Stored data
········
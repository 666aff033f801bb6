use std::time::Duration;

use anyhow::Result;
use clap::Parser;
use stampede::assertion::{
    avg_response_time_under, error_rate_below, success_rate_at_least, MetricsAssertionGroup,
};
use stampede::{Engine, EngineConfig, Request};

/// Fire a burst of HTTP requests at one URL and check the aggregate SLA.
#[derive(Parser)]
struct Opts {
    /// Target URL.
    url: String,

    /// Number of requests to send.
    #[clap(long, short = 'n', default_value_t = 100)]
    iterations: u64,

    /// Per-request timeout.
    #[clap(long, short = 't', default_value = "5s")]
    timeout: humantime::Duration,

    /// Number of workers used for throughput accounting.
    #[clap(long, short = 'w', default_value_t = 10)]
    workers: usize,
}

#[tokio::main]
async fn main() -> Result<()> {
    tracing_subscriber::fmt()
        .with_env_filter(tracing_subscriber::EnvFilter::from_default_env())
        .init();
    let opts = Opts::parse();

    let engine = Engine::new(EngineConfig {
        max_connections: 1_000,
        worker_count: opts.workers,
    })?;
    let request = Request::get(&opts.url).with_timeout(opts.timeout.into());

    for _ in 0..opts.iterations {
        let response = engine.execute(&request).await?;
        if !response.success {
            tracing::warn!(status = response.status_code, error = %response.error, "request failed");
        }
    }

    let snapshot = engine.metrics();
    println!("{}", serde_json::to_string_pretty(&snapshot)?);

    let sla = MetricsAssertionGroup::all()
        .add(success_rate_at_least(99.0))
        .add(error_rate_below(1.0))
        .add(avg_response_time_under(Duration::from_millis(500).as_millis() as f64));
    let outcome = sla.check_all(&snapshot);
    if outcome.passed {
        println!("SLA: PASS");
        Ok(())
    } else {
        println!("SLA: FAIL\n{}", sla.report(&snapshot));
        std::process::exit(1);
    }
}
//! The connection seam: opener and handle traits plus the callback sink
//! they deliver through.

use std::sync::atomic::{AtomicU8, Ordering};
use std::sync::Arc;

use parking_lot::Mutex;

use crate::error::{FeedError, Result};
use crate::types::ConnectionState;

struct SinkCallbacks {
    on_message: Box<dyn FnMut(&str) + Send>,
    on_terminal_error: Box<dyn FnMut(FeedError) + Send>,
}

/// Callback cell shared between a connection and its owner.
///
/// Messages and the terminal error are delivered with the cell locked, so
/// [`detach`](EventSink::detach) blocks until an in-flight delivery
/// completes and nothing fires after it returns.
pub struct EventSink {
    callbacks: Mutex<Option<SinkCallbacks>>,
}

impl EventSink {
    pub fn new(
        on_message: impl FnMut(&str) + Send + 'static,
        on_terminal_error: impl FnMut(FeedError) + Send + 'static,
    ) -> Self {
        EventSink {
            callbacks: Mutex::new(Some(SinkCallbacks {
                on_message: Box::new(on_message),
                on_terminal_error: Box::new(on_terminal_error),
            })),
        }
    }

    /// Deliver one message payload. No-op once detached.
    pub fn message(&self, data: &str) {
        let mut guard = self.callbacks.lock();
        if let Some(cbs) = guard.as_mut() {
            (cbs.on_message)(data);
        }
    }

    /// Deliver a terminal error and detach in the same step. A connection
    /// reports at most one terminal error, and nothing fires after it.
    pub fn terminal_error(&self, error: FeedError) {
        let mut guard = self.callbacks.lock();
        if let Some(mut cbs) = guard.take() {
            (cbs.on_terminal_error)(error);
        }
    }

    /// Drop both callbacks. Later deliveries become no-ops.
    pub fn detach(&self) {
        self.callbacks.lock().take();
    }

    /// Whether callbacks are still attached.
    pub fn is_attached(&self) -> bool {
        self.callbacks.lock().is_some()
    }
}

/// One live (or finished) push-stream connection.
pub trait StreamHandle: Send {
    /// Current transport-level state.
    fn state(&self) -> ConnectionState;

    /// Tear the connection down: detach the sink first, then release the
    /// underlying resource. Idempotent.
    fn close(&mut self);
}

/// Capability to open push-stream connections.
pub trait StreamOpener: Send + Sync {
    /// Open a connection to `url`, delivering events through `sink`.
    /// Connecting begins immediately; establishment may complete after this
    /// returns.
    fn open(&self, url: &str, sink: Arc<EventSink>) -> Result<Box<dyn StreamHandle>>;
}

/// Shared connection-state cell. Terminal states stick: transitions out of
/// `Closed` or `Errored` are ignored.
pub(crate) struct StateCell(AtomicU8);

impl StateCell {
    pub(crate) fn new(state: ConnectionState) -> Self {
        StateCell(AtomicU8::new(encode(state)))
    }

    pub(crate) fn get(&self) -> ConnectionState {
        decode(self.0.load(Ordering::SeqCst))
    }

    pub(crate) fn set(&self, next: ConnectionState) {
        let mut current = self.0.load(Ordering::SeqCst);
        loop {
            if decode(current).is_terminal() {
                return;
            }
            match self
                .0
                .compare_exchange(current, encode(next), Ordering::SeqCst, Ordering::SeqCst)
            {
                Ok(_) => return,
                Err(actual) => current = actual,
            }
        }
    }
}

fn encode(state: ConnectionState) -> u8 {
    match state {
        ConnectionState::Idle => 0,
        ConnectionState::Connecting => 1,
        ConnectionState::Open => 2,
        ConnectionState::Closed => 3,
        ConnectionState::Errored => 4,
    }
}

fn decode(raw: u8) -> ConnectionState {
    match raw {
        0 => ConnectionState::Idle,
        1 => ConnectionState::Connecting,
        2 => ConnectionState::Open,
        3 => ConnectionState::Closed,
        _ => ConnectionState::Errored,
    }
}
········
■ DESCRIPTION OF THE TASK: Find the line that contains "encode(next), Ordering::SeqCst, Ordering::SeqCst)". Restate it and all lines after it exactly, ending with the final line of the data.

■ RESULT OF THIS TASK:
                .compare_exchange(current, encode(next), Ordering::SeqCst, Ordering::SeqCst)
            {
                Ok(_) => return,
                Err(actual) => current = actual,
            }
        }
    }
}

fn encode(state: ConnectionState) -> u8 {
    match state {
        ConnectionState::Idle => 0,
        ConnectionState::Connecting => 1,
        ConnectionState::Open => 2,
        ConnectionState::Closed => 3,
        ConnectionState::Errored => 4,
    }
}

fn decode(raw: u8) -> ConnectionState {
    match raw {
        0 => ConnectionState::Idle,
        1 => ConnectionState::Connecting,
        2 => ConnectionState::Open,
        3 => ConnectionState::Closed,
        _ => ConnectionState::Errored,
    }
}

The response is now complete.